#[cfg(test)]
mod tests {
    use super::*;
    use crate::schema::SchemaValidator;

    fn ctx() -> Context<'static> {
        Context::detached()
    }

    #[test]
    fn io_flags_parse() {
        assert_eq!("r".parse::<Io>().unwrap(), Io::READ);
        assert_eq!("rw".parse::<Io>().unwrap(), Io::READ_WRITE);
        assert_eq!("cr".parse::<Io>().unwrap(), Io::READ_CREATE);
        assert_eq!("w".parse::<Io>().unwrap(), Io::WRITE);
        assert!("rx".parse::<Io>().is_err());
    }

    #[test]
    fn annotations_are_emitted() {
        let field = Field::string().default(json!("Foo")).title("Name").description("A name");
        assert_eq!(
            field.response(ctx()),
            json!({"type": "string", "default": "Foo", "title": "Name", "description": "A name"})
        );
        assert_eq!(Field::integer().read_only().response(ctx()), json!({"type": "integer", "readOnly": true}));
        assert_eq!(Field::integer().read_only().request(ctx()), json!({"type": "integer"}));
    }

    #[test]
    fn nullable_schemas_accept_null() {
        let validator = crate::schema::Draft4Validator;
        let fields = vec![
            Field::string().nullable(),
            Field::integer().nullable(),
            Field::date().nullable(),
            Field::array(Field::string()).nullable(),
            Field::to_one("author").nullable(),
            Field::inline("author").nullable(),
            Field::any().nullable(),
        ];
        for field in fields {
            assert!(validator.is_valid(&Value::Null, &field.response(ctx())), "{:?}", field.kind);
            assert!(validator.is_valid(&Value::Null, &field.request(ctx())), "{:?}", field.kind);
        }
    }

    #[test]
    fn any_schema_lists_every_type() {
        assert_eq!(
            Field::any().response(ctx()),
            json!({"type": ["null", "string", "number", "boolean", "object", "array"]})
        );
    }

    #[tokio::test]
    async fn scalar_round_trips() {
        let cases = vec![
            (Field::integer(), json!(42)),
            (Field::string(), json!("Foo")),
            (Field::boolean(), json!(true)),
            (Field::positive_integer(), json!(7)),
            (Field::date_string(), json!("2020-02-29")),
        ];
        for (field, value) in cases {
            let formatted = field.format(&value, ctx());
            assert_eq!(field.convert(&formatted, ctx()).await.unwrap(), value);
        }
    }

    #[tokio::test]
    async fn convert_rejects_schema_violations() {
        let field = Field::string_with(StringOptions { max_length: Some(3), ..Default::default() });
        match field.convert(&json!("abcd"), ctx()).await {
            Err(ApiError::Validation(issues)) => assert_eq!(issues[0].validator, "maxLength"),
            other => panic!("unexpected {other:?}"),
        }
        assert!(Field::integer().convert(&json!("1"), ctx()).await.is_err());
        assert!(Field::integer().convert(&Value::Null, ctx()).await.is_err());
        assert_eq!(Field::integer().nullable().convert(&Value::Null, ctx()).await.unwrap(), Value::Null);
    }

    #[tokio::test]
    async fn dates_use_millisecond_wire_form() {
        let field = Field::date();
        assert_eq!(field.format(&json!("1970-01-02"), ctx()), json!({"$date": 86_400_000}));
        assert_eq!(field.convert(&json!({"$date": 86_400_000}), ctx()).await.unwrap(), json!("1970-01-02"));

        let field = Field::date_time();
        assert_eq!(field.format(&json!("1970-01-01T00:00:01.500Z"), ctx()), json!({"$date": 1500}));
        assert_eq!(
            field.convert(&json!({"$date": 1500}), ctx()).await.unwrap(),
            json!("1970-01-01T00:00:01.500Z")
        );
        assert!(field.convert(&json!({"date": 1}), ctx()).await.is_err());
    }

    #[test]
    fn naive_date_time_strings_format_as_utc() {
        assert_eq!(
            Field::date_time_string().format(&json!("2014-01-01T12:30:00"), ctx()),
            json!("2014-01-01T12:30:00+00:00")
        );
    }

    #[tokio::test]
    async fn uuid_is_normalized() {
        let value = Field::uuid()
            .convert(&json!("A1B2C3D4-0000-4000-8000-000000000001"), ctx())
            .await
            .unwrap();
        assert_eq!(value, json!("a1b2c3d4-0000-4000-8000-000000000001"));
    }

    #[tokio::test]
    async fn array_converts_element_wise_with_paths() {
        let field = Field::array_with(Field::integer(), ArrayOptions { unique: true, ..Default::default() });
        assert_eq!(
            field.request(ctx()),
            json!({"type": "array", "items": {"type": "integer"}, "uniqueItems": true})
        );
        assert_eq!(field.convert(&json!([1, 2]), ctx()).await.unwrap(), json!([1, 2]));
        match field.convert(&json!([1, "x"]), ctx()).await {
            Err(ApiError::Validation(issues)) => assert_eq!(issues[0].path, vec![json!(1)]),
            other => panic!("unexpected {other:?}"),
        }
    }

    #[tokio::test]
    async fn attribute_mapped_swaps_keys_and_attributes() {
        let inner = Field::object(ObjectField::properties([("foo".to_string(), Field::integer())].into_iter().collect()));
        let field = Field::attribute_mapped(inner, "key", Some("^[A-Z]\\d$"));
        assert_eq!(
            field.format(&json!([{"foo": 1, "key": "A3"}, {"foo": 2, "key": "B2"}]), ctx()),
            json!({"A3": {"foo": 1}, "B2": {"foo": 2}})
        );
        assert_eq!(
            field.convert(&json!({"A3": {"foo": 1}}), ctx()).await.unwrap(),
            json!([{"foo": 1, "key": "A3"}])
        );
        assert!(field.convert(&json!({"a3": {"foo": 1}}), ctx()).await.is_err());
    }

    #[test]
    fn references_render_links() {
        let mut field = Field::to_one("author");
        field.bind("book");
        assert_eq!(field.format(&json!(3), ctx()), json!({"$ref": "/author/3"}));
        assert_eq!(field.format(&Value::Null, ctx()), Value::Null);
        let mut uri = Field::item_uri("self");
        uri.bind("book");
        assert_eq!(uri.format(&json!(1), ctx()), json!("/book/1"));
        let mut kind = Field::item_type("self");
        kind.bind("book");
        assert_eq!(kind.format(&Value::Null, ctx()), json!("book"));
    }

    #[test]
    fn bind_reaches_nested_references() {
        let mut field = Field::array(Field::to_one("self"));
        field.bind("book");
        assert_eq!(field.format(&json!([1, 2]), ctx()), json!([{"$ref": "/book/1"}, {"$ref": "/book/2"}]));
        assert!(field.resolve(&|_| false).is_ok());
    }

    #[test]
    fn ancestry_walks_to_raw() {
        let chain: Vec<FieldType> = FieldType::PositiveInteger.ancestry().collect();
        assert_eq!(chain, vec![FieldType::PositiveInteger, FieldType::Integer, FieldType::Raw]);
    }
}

########################################

**Task prompt**
Return every line of the preceding records in which the word "collect" appears.

**Expected output**
        let inner = Field::object(ObjectField::properties([("foo".to_string(), Field::integer())].into_iter().collect()));
        let chain: Vec<FieldType> = FieldType::PositiveInteger.ancestry().collect();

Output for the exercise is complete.